Regulation of Cyp26c1 expression anteriorly
Examination of previously identified Zic1 targets (Bae et al., 2014; Jaurena et al., 2015) for their expression in regions adjacent to the PPR yielded Pitx2c as a potential regulator of Cyp26c1. Pitx2c is a transcription factor that controls left-right asymmetry, and is a known RA target (Liu et al., 2001). Perturbations in Pitx2c function have been known to result in craniofacial, ocular and tooth defects in mice (Liu et al., 2003). In Xenopus, pitx2c is co-expressed with cyp26c1 in the PPR-adjacent domain, where it precedes cyp26c1 (Fig. 1I). We show that pitx2c is activated by Zic1 in an RA-dependent manner, (Fig. 7A) and is necessary (Fig. 7E-H) and sufficient (Fig. 7I) for cyp26c1 expression. Interestingly, pitx2c expression is also dependent on Cyp26c1 function in animal cap explants (Fig. 3G) and in the embryo (Fig. S11), suggesting that Cyp26c1 is also required to dampen RA levels and maintain pitx2c expression in this region. The RA dose response experiments further support a model where Cyp26c1 participates in a feedback loop to maintain low RA levels within the PPR-adjacent domain for proper expression of pitx2c, a gene acutely sensitive to excess RA (Fig. 6A).
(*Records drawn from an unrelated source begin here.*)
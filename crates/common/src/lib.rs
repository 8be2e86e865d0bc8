//! Juju Common Library
//!
//! Domain types, the controller client interface and a local controller
//! shared by the Juju Terraform provider.

pub mod client;
pub mod constraints;
pub mod error;
pub mod local;
pub mod names;
pub mod ssh;
pub mod types;

// Re-export commonly used types
pub use client::JujuClient;
pub use constraints::{Constraints, ConstraintsError};
pub use error::{Error, Result};
pub use local::{LocalController, Login};
pub use types::*;

/// Provider version
pub const VERSION: &str = env!("CARGO_PKG_VERSION");

/// Default directory for local controller state
pub fn default_state_dir() -> std::path::PathBuf {
    if let Some(dir) = std::env::var_os("JUJU_PROVIDER_STATE_DIR") {
        return std::path::PathBuf::from(dir);
    }
    dirs::home_dir()
        .unwrap_or_else(|| std::path::PathBuf::from("."))
        .join(".local/share/terraform-provider-juju")
}

/// Juju CLI data directory (`$JUJU_DATA`, else `~/.local/share/juju`)
pub fn juju_data_dir() -> std::path::PathBuf {
    if let Some(dir) = std::env::var_os("JUJU_DATA") {
        return std::path::PathBuf::from(dir);
    }
    dirs::home_dir()
        .unwrap_or_else(|| std::path::PathBuf::from("."))
        .join(".local/share/juju")
}

/// Home directory helper
mod dirs {
    pub fn home_dir() -> Option<std::path::PathBuf> {
        std::env::var_os("HOME").map(std::path::PathBuf::from)
    }
}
In addition to pitx2c, we find evidence that exogenous RA is capable of expanding cyp26c1 expression (Fig. 6A). Further analysis revealed that this expansion is largely contributed by the hindbrain expression domain of cyp26c1, which behaves like hnf1b, a known RA-responsive gene (Gere-Becker et al., 2018). By contrast, the cyp26c1 PPR-adjacent domain displays significantly greater sensitivity and is abolished under excess RA (Fig. 5B), similar to the PPR genes foxi4.1 and pitx2c (Fig. 6A). These observations indicate that cyp26c1 hindbrain and PPR-adjacent expression domains are independently regulated, with contrasting RA dependence.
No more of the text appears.